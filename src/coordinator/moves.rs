//! Drag-and-drop moves with optimistic projection and rollback

use crate::domain::{apply_state_transition, TransitionResult};
use crate::errors::{KanflowError, Result};
use crate::rank::{allocate_for_insert, parse_column};
use crate::schemas::{Actor, ValidationSummary};
use crate::store::{MetadataStore, Patch};

use super::projection::{ColumnEntry, Projection};
use super::MoveCoordinator;

/// A single drop of a card onto a column position
#[derive(Debug, Clone, PartialEq, Eq)]
pub struct MoveRequest {
    pub document_id: String,
    pub source_state: String,
    /// Position in the source column before the drag
    pub source_index: usize,
    pub destination_state: String,
    /// Position in the destination column, counted without the dragged card
    pub destination_index: usize,
    /// Destination column in rank order, without the dragged card
    pub destination_column: Vec<ColumnEntry>,
}

impl MoveRequest {
    /// Describe dropping `document_id` at `destination_index` of
    /// `destination_state`, as seen in `projection`
    pub fn from_projection(
        projection: &Projection,
        document_id: &str,
        destination_state: &str,
        destination_index: usize,
    ) -> Result<Self> {
        let record = projection.get(document_id).ok_or_else(dragged_missing)?;
        Ok(MoveRequest {
            document_id: document_id.to_string(),
            source_state: record.state.clone(),
            source_index: projection.index_in_column(document_id).unwrap_or(0),
            destination_state: destination_state.to_string(),
            destination_index,
            destination_column: projection.column_snapshot(destination_state, document_id),
        })
    }
}

fn dragged_missing() -> KanflowError {
    KanflowError::NotFound("Could not find dragged document in data".to_string())
}

/// A move the store accepted
#[derive(Debug, Clone, PartialEq, Eq)]
pub struct MoveOutcome {
    pub document_id: String,
    pub new_state: String,
    pub state_title: String,
    pub rank: String,
    /// True when the card stayed in its column
    pub reordered: bool,
}

impl MoveOutcome {
    pub fn message(&self) -> String {
        if self.reordered {
            format!("Reordered in \"{}\"", self.state_title)
        } else {
            format!("Moved to \"{}\"", self.state_title)
        }
    }
}

impl<S: MetadataStore> MoveCoordinator<S> {
    /// Execute one drag-and-drop move.
    ///
    /// Returns `Ok(None)` for a drop onto the card's own position. A move to
    /// another column must pass every transition gate. The projection shows
    /// the move before the store answers; on any store failure it is rolled
    /// back and `MoveFailed` names the destination state.
    pub async fn request_move(
        &self,
        projection: &mut Projection,
        request: MoveRequest,
        actor: &Actor,
        validation: &ValidationSummary,
    ) -> Result<Option<MoveOutcome>> {
        let destination = self.target_state(&request.destination_state)?;
        let current = projection
            .get(&request.document_id)
            .cloned()
            .ok_or_else(dragged_missing)?;

        if current.state != request.source_state {
            tracing::warn!(
                document = %current.document_id,
                projected = %current.state,
                requested = %request.source_state,
                "move source differs from projection"
            );
        }

        let reordered = current.state == destination.id;
        if reordered && request.source_index == request.destination_index {
            tracing::debug!(document = %current.document_id, "drop on own position ignored");
            return Ok(None);
        }

        if !reordered {
            if let TransitionResult::Error { error } =
                apply_state_transition(&self.states, actor, &current, &destination.id, validation)
            {
                return Err(KanflowError::denied(error));
            }
        }

        let column = parse_column(
            request
                .destination_column
                .iter()
                .map(|entry| entry.order_rank.as_deref()),
        );
        let rank = allocate_for_insert(&column, request.destination_index)?.to_string();

        projection.apply_provisional(
            current
                .clone()
                .with_state(destination.id.clone())
                .with_rank(Some(rank.clone())),
        );

        let patch = Patch::new()
            .state(destination.id.clone())
            .order_rank(rank.clone());
        match self
            .store
            .patch_if_revision(&current.document_id, &current.revision, patch)
            .await
        {
            Ok(stored) => {
                projection.confirm(stored);
                tracing::info!(
                    document = %current.document_id,
                    state = %destination.id,
                    %rank,
                    "move committed"
                );
                Ok(Some(MoveOutcome {
                    document_id: current.document_id,
                    new_state: destination.id.clone(),
                    state_title: destination.title.clone(),
                    rank,
                    reordered,
                }))
            }
            Err(cause) => {
                projection.rollback(&current.document_id);
                tracing::warn!(
                    document = %current.document_id,
                    state = %destination.id,
                    error = %cause,
                    "move rolled back"
                );
                Err(KanflowError::MoveFailed {
                    state_title: destination.title.clone(),
                    cause,
                })
            }
        }
    }
}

◆ YOUR OBJECTIVE:
Restate the whole listing exactly.

◆ ANSWER TO THIS EXERCISE:
filename src/coordinator/moves.rs
//! Drag-and-drop moves with optimistic projection and rollback

use crate::domain::{apply_state_transition, TransitionResult};
use crate::errors::{KanflowError, Result};
use crate::rank::{allocate_for_insert, parse_column};
use crate::schemas::{Actor, ValidationSummary};
use crate::store::{MetadataStore, Patch};

use super::projection::{ColumnEntry, Projection};
use super::MoveCoordinator;

/// A single drop of a card onto a column position
#[derive(Debug, Clone, PartialEq, Eq)]
pub struct MoveRequest {
    pub document_id: String,
    pub source_state: String,
    /// Position in the source column before the drag
    pub source_index: usize,
    pub destination_state: String,
    /// Position in the destination column, counted without the dragged card
    pub destination_index: usize,
    /// Destination column in rank order, without the dragged card
    pub destination_column: Vec<ColumnEntry>,
}

impl MoveRequest {
    /// Describe dropping `document_id` at `destination_index` of
    /// `destination_state`, as seen in `projection`
    pub fn from_projection(
        projection: &Projection,
        document_id: &str,
        destination_state: &str,
        destination_index: usize,
    ) -> Result<Self> {
        let record = projection.get(document_id).ok_or_else(dragged_missing)?;
        Ok(MoveRequest {
            document_id: document_id.to_string(),
            source_state: record.state.clone(),
            source_index: projection.index_in_column(document_id).unwrap_or(0),
            destination_state: destination_state.to_string(),
            destination_index,
            destination_column: projection.column_snapshot(destination_state, document_id),
        })
    }
}

fn dragged_missing() -> KanflowError {
    KanflowError::NotFound("Could not find dragged document in data".to_string())
}

/// A move the store accepted
#[derive(Debug, Clone, PartialEq, Eq)]
pub struct MoveOutcome {
    pub document_id: String,
    pub new_state: String,
    pub state_title: String,
    pub rank: String,
    /// True when the card stayed in its column
    pub reordered: bool,
}

impl MoveOutcome {
    pub fn message(&self) -> String {
        if self.reordered {
            format!("Reordered in \"{}\"", self.state_title)
        } else {
            format!("Moved to \"{}\"", self.state_title)
        }
    }
}

impl<S: MetadataStore> MoveCoordinator<S> {
    /// Execute one drag-and-drop move.
    ///
    /// Returns `Ok(None)` for a drop onto the card's own position. A move to
    /// another column must pass every transition gate. The projection shows
    /// the move before the store answers; on any store failure it is rolled
    /// back and `MoveFailed` names the destination state.
    pub async fn request_move(
        &self,
        projection: &mut Projection,
        request: MoveRequest,
        actor: &Actor,
        validation: &ValidationSummary,
    ) -> Result<Option<MoveOutcome>> {
        let destination = self.target_state(&request.destination_state)?;
        let current = projection
            .get(&request.document_id)
            .cloned()
            .ok_or_else(dragged_missing)?;

        if current.state != request.source_state {
            tracing::warn!(
                document = %current.document_id,
                projected = %current.state,
                requested = %request.source_state,
                "move source differs from projection"
            );
        }

        let reordered = current.state == destination.id;
        if reordered && request.source_index == request.destination_index {
            tracing::debug!(document = %current.document_id, "drop on own position ignored");
            return Ok(None);
        }

        if !reordered {
            if let TransitionResult::Error { error } =
                apply_state_transition(&self.states, actor, &current, &destination.id, validation)
            {
                return Err(KanflowError::denied(error));
            }
        }

        let column = parse_column(
            request
                .destination_column
                .iter()
                .map(|entry| entry.order_rank.as_deref()),
        );
        let rank = allocate_for_insert(&column, request.destination_index)?.to_string();

        projection.apply_provisional(
            current
                .clone()
                .with_state(destination.id.clone())
                .with_rank(Some(rank.clone())),
        );

        let patch = Patch::new()
            .state(destination.id.clone())
            .order_rank(rank.clone());
        match self
            .store
            .patch_if_revision(&current.document_id, &current.revision, patch)
            .await
        {
            Ok(stored) => {
                projection.confirm(stored);
                tracing::info!(
                    document = %current.document_id,
                    state = %destination.id,
                    %rank,
                    "move committed"
                );
                Ok(Some(MoveOutcome {
                    document_id: current.document_id,
                    new_state: destination.id.clone(),
                    state_title: destination.title.clone(),
                    rank,
                    reordered,
                }))
            }
            Err(cause) => {
                projection.rollback(&current.document_id);
                tracing::warn!(
                    document = %current.document_id,
                    state = %destination.id,
                    error = %cause,
                    "move rolled back"
                );
                Err(KanflowError::MoveFailed {
                    state_title: destination.title.clone(),
                    cause,
                })
            }
        }
    }
}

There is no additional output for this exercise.